··· Exercise materials

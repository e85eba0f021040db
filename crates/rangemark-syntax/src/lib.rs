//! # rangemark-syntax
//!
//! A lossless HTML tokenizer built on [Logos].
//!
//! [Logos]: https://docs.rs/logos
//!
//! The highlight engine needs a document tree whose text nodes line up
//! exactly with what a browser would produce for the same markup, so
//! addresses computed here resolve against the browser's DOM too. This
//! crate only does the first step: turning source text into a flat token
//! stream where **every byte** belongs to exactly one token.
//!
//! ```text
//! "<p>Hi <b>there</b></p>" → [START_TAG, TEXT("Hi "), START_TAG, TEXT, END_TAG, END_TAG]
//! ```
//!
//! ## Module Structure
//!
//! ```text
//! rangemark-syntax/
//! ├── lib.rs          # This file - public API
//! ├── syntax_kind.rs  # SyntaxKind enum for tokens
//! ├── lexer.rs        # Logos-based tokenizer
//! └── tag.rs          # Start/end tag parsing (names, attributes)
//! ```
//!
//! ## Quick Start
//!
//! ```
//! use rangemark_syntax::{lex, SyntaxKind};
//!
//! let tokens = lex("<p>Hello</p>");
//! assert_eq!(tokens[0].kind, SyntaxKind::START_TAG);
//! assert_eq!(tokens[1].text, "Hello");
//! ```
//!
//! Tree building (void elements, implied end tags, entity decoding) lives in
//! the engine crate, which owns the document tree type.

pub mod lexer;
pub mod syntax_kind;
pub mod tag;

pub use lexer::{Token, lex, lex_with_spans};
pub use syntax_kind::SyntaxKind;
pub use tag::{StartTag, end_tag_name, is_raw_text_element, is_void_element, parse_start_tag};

······
··· Exercise materials

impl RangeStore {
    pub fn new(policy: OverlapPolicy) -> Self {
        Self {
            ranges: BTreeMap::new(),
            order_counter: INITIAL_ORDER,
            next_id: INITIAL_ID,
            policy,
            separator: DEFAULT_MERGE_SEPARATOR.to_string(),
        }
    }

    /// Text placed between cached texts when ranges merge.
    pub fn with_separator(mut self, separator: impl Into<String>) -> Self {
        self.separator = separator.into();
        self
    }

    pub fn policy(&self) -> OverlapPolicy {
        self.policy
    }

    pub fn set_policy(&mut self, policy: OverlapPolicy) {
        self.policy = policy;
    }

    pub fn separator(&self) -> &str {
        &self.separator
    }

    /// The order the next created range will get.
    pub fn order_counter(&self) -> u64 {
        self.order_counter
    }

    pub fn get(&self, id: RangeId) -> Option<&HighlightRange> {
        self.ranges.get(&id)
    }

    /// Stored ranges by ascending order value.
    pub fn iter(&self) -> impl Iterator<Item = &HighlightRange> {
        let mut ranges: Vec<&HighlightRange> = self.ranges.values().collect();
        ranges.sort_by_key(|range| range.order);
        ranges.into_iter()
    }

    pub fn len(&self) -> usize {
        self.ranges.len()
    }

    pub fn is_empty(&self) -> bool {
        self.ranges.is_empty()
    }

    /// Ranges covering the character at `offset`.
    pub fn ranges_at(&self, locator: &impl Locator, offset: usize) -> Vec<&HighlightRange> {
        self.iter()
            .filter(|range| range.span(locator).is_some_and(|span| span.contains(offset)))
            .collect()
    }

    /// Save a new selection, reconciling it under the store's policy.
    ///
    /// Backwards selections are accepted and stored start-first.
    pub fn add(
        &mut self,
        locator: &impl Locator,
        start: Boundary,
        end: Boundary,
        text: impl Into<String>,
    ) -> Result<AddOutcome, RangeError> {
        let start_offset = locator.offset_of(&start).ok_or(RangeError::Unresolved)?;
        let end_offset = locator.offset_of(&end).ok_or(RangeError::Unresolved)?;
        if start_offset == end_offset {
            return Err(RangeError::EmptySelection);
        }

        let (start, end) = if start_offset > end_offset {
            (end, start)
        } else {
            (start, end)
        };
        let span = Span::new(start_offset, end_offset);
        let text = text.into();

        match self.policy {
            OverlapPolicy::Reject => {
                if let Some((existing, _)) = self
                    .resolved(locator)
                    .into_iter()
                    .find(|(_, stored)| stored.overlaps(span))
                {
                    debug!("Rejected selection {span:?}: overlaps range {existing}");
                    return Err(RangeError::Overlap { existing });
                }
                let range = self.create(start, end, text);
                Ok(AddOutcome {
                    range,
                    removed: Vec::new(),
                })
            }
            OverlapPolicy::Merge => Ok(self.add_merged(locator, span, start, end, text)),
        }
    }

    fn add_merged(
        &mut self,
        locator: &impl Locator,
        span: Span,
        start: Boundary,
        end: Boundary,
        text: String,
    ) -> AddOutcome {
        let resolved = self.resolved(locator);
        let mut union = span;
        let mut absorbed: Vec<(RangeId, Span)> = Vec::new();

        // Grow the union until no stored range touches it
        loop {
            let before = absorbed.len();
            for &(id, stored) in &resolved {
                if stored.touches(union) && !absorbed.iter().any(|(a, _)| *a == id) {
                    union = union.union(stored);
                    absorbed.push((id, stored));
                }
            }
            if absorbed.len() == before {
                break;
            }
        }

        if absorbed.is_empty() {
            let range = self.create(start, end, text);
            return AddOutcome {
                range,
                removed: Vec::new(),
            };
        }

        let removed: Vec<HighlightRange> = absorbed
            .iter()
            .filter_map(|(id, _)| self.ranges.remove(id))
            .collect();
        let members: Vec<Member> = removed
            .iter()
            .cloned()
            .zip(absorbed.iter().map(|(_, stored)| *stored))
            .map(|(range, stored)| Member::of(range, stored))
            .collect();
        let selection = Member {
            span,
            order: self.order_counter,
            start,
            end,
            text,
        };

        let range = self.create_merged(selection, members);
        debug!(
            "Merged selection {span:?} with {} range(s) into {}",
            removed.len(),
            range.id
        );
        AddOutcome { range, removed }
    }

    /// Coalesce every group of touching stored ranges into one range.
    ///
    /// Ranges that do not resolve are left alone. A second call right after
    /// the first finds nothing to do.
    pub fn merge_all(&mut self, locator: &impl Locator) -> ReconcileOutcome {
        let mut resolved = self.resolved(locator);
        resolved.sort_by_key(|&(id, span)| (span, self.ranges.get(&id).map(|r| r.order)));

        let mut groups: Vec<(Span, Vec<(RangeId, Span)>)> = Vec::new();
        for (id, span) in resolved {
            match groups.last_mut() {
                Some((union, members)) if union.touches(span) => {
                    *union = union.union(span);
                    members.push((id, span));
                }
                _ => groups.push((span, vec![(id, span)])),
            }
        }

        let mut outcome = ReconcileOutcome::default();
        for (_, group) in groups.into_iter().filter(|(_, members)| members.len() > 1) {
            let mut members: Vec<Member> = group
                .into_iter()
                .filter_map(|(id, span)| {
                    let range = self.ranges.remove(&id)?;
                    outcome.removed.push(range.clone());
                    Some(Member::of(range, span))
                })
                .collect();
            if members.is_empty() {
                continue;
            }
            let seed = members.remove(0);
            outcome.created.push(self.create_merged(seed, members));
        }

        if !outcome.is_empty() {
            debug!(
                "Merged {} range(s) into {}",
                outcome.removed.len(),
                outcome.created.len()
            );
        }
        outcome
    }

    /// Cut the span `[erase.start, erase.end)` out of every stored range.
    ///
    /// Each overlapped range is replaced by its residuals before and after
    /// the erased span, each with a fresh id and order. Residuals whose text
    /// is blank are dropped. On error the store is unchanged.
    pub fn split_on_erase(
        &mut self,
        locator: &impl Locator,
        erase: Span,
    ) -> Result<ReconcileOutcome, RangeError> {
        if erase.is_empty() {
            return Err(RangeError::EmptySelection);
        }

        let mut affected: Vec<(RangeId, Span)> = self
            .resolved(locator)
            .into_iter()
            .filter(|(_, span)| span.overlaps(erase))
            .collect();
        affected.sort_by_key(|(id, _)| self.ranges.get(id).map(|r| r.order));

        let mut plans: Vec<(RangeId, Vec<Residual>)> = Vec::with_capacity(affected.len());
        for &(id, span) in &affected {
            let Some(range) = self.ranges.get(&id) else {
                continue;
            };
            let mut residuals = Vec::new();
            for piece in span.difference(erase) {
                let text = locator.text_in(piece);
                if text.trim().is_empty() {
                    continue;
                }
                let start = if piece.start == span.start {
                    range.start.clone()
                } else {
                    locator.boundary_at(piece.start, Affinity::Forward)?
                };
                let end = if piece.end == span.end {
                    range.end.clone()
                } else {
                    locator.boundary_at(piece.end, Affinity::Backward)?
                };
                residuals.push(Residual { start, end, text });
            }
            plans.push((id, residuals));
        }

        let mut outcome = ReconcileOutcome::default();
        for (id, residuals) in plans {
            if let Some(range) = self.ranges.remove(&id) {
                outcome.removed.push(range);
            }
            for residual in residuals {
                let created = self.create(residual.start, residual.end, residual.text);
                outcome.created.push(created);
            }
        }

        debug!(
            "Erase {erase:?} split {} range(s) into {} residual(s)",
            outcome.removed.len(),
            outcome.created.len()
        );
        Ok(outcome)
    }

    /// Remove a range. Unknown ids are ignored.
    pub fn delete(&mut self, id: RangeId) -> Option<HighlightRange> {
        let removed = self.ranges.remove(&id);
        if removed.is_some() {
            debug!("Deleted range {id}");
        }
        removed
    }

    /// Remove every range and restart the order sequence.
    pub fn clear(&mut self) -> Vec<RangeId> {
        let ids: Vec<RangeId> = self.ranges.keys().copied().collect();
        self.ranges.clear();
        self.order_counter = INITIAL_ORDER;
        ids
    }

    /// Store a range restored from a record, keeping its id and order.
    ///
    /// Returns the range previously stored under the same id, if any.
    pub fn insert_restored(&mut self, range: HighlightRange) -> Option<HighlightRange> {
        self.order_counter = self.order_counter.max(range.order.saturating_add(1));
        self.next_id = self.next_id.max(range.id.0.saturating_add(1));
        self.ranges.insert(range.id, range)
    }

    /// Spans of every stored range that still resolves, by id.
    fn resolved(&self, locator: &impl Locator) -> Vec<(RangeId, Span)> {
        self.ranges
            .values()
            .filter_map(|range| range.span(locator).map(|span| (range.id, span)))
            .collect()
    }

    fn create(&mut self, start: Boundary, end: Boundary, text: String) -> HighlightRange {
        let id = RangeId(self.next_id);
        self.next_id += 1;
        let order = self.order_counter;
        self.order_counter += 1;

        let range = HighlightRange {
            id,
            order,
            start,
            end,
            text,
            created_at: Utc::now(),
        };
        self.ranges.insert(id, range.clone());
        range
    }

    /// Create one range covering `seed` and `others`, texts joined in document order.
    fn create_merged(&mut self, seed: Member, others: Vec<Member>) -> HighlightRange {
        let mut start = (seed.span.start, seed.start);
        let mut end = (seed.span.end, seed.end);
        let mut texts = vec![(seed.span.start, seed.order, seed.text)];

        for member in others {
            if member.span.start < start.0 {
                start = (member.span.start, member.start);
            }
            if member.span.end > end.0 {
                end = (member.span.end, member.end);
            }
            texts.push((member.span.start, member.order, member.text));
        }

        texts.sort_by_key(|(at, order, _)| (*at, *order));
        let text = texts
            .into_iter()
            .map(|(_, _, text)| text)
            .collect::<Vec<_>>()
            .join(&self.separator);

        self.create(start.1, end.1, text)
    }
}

······
··· Exercise materials

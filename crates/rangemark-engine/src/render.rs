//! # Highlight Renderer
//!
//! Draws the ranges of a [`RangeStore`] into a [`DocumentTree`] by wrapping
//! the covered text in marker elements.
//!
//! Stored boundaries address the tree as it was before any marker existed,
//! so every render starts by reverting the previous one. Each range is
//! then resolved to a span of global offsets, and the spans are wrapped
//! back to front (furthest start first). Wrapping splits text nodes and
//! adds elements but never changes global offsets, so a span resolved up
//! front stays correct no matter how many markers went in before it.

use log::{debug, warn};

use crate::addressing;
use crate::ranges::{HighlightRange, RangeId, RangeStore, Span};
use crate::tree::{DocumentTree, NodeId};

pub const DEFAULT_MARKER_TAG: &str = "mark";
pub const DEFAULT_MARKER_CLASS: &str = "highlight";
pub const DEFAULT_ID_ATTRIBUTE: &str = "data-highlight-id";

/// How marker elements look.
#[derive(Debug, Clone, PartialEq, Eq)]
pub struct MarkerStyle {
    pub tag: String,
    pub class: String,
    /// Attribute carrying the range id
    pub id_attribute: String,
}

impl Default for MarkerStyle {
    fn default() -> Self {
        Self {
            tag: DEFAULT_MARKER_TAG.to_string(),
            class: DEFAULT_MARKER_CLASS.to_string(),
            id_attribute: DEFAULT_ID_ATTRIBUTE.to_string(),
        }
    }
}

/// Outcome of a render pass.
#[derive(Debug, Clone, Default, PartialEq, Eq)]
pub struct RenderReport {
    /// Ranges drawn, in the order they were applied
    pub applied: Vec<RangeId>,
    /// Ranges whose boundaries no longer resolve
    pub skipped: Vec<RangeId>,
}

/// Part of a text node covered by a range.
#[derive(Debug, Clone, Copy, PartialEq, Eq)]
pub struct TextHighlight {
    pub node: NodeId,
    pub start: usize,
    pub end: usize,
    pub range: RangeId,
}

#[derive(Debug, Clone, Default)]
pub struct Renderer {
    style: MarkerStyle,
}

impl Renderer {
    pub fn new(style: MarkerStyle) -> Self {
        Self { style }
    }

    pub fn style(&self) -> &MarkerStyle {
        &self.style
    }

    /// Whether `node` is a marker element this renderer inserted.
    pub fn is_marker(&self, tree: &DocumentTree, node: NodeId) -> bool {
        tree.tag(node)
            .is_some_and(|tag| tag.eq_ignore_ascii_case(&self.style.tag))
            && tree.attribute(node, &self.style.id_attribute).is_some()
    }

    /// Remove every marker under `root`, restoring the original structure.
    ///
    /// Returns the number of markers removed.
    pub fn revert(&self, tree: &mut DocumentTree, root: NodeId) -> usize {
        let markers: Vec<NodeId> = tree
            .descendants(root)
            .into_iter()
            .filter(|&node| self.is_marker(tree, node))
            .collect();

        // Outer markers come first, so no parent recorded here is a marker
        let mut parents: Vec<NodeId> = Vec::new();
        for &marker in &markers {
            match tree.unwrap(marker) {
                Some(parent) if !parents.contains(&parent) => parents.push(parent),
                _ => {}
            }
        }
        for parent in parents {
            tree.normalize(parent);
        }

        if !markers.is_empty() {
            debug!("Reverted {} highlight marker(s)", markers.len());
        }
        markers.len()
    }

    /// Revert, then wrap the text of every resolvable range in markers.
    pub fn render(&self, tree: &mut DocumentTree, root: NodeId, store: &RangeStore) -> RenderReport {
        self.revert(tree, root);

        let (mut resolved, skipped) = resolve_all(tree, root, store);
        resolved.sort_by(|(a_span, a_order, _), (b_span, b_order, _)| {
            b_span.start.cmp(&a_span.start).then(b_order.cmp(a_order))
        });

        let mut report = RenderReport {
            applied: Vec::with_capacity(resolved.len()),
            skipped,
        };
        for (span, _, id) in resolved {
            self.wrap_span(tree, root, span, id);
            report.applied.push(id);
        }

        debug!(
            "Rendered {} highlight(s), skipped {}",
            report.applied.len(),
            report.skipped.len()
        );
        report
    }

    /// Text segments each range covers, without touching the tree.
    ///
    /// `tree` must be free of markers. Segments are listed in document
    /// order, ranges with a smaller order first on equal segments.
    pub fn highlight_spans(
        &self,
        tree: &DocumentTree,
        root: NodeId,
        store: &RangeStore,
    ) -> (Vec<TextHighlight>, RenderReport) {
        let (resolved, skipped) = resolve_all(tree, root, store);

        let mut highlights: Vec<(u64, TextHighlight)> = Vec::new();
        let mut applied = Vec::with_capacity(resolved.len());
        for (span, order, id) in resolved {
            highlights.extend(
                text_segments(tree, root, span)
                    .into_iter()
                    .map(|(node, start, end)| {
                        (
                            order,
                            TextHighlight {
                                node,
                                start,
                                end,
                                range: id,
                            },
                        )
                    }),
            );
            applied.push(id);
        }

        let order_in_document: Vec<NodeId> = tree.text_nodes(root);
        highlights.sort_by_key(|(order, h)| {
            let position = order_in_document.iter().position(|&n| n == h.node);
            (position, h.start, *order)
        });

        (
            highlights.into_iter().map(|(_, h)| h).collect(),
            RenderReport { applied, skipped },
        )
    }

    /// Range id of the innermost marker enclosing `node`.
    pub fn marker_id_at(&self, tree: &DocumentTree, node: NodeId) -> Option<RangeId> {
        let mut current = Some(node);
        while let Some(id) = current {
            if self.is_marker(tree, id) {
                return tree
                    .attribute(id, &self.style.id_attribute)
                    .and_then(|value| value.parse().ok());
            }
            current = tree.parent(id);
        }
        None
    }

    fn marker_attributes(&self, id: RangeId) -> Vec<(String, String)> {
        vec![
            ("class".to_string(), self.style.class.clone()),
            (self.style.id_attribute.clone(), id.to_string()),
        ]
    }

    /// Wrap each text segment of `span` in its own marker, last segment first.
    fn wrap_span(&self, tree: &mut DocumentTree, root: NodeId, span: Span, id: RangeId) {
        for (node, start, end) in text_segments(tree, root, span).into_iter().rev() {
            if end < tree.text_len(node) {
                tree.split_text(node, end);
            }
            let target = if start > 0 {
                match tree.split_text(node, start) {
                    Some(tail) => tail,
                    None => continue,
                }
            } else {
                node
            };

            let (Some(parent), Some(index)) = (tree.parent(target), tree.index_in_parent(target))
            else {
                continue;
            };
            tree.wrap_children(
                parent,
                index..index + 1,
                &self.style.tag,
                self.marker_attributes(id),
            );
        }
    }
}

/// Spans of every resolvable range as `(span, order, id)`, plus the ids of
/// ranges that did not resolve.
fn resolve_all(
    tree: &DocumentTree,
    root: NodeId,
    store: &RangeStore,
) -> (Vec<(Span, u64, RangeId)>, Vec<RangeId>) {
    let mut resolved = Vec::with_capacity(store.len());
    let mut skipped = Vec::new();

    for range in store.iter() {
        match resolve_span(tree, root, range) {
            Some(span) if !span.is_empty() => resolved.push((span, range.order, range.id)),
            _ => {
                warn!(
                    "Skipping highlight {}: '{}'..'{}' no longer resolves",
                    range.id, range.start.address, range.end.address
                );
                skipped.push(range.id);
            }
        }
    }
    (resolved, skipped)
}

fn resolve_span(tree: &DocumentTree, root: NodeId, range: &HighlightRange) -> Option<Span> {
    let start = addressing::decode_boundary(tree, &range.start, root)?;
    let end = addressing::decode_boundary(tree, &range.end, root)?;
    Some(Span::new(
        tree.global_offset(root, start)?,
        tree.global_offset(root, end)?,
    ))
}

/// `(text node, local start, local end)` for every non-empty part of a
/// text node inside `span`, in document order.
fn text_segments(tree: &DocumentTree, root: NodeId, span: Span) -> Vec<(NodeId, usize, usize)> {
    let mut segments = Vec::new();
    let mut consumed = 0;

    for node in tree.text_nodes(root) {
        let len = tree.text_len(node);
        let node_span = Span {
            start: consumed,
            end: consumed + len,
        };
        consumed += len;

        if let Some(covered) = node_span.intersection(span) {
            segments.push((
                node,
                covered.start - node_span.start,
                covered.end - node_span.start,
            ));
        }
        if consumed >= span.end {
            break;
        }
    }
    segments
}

······

Task directions — Collect each line above holding the string "filename".

Solution for this exercise —
filename crates/rangemark-syntax/src/lib.rs
filename crates/rangemark-engine/src/render.rs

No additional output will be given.